Activity → When you reach the line in the data below that contains "return ToggleOutcome::CapacityExceeded;", please start repeating lines exactly, and stop after the line that contains "pub fn capacity(&self)", repeating nothing else.

Records from a dataset:
#####
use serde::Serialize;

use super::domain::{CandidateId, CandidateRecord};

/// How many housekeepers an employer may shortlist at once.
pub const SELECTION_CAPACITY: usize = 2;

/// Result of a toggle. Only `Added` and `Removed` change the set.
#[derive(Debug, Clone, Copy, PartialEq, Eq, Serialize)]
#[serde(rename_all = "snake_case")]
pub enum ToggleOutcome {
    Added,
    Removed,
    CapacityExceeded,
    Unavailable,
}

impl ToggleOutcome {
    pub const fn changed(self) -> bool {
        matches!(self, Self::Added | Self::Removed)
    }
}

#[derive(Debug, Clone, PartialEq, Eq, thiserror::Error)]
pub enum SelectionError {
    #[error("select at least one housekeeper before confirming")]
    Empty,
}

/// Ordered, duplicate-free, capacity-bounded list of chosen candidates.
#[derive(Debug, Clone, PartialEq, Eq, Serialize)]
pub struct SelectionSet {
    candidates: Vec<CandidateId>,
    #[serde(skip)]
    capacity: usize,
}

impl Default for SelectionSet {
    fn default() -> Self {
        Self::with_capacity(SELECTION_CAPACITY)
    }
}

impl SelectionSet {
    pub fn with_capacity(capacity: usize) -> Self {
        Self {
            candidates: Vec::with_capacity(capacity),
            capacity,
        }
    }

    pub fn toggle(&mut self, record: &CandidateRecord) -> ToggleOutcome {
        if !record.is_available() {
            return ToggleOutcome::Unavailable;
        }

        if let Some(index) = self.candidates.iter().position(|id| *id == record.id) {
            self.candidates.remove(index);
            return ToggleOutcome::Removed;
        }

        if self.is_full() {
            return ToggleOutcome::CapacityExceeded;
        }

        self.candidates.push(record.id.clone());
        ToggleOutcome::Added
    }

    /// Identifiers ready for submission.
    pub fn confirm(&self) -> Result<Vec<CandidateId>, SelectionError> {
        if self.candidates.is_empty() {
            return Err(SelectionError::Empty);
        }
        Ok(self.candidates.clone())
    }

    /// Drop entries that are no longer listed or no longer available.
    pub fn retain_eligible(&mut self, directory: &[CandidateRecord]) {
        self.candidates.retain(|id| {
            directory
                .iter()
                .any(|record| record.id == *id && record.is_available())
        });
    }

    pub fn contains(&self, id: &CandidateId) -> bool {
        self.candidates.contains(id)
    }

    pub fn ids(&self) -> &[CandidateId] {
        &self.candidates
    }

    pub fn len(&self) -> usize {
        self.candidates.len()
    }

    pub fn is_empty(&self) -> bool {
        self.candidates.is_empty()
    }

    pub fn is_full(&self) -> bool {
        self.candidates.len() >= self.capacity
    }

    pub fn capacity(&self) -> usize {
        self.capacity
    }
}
#####
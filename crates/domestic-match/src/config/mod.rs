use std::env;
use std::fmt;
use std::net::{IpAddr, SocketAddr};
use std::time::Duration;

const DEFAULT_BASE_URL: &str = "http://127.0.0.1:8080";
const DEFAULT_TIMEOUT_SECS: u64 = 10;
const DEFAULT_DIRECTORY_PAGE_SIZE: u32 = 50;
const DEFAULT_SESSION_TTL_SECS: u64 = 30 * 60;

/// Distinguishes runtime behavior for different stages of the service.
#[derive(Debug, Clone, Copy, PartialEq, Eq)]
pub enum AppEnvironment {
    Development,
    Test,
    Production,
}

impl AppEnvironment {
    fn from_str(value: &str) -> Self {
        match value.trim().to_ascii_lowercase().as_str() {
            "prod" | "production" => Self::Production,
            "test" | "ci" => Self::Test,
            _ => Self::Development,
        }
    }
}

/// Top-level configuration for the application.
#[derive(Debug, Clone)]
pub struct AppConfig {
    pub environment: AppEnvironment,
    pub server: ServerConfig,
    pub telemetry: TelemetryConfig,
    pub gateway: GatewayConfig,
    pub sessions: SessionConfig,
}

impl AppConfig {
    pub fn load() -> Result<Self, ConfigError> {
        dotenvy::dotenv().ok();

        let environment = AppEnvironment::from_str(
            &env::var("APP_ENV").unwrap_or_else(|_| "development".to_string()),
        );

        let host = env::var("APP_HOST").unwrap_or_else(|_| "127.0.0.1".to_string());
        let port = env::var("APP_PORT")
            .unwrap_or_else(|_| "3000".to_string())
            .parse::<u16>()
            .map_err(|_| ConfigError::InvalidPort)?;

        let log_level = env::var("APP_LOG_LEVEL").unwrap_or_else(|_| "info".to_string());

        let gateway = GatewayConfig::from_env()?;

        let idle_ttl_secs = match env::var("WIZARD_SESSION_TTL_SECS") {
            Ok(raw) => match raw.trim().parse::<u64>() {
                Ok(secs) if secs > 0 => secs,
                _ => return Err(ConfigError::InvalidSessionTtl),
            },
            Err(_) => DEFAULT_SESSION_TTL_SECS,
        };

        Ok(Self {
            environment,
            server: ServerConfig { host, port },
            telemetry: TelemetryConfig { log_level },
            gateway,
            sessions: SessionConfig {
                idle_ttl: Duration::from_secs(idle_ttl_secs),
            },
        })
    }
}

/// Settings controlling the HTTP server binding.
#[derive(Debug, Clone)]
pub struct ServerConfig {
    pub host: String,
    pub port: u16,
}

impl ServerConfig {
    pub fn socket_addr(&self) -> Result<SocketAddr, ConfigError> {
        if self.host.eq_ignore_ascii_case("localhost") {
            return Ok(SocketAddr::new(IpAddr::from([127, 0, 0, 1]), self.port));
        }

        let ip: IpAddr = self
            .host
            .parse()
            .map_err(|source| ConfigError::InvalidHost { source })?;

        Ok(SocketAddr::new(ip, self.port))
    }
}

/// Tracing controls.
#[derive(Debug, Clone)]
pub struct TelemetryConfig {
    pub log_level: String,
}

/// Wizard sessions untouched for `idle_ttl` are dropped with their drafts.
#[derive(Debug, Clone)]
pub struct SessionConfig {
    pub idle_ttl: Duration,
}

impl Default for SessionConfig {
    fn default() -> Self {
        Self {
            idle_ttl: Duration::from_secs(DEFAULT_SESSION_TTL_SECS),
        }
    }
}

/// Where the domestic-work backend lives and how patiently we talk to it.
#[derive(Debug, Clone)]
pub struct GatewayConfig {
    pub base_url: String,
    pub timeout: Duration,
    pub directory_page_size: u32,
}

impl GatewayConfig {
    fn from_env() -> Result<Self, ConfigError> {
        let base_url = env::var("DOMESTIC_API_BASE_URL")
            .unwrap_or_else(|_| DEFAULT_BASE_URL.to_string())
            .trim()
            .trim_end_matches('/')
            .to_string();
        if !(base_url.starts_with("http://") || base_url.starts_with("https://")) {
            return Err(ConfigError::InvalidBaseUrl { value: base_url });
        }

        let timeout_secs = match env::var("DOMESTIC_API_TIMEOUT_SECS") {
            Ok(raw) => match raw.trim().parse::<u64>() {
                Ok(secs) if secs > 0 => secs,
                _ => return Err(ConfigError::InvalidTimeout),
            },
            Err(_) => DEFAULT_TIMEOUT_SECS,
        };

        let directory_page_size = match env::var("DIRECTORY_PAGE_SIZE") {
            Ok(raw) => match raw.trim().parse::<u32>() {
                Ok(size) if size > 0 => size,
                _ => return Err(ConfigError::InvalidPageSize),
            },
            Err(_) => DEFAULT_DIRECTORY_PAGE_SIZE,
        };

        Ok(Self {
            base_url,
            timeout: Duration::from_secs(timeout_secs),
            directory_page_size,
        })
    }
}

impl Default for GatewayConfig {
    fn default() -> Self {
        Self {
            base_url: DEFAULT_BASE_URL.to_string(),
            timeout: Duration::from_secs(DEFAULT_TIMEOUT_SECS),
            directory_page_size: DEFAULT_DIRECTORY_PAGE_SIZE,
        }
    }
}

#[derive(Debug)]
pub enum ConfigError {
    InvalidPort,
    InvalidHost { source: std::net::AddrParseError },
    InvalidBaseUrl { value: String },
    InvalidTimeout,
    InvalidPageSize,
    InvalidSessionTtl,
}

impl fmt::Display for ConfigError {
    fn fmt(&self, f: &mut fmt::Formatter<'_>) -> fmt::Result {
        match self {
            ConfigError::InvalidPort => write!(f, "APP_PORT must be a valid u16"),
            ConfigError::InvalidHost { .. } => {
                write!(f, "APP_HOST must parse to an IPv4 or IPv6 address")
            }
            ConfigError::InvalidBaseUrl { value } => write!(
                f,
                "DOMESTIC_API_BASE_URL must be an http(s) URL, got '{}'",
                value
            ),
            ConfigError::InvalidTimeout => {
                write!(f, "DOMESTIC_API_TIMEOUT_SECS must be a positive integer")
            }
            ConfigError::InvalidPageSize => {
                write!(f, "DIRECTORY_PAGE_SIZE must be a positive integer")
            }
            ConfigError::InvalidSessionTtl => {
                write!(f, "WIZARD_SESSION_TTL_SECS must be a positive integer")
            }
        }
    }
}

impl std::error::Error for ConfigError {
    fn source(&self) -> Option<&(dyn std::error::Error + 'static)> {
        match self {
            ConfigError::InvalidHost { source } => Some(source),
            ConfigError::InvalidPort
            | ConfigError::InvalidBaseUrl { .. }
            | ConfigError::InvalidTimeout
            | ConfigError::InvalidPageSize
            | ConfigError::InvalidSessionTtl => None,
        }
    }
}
#####
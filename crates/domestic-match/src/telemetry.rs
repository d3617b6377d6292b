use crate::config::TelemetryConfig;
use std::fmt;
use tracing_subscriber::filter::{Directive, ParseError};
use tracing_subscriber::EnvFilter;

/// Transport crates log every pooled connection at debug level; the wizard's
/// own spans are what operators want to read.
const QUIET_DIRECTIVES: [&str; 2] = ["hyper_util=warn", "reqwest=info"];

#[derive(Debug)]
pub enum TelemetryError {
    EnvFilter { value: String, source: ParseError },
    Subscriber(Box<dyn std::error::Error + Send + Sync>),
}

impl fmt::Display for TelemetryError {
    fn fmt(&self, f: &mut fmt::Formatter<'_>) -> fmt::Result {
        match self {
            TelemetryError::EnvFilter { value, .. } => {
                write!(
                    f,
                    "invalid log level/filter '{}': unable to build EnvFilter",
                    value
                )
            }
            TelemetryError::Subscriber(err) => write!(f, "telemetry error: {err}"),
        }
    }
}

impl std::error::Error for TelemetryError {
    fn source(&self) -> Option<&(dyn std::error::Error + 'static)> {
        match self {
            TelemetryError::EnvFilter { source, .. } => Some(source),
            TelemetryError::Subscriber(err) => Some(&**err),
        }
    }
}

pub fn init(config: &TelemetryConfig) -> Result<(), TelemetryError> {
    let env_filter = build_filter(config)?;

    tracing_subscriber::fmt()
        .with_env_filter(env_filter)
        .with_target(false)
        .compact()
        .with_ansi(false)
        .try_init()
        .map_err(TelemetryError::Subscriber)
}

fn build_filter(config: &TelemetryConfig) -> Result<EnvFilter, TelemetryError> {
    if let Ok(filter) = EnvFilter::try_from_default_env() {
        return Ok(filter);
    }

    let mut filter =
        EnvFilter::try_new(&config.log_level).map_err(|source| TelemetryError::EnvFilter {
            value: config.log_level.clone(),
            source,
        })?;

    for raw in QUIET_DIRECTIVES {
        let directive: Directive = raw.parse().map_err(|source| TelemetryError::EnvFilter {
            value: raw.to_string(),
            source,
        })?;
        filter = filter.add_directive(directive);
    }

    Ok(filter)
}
#####
Output for this task →
            return ToggleOutcome::CapacityExceeded;
        }

        self.candidates.push(record.id.clone());
        ToggleOutcome::Added
    }

    /// Identifiers ready for submission.
    pub fn confirm(&self) -> Result<Vec<CandidateId>, SelectionError> {
        if self.candidates.is_empty() {
            return Err(SelectionError::Empty);
        }
        Ok(self.candidates.clone())
    }

    /// Drop entries that are no longer listed or no longer available.
    pub fn retain_eligible(&mut self, directory: &[CandidateRecord]) {
        self.candidates.retain(|id| {
            directory
                .iter()
                .any(|record| record.id == *id && record.is_available())
        });
    }

    pub fn contains(&self, id: &CandidateId) -> bool {
        self.candidates.contains(id)
    }

    pub fn ids(&self) -> &[CandidateId] {
        &self.candidates
    }

    pub fn len(&self) -> usize {
        self.candidates.len()
    }

    pub fn is_empty(&self) -> bool {
        self.candidates.is_empty()
    }

    pub fn is_full(&self) -> bool {
        self.candidates.len() >= self.capacity
    }

    pub fn capacity(&self) -> usize {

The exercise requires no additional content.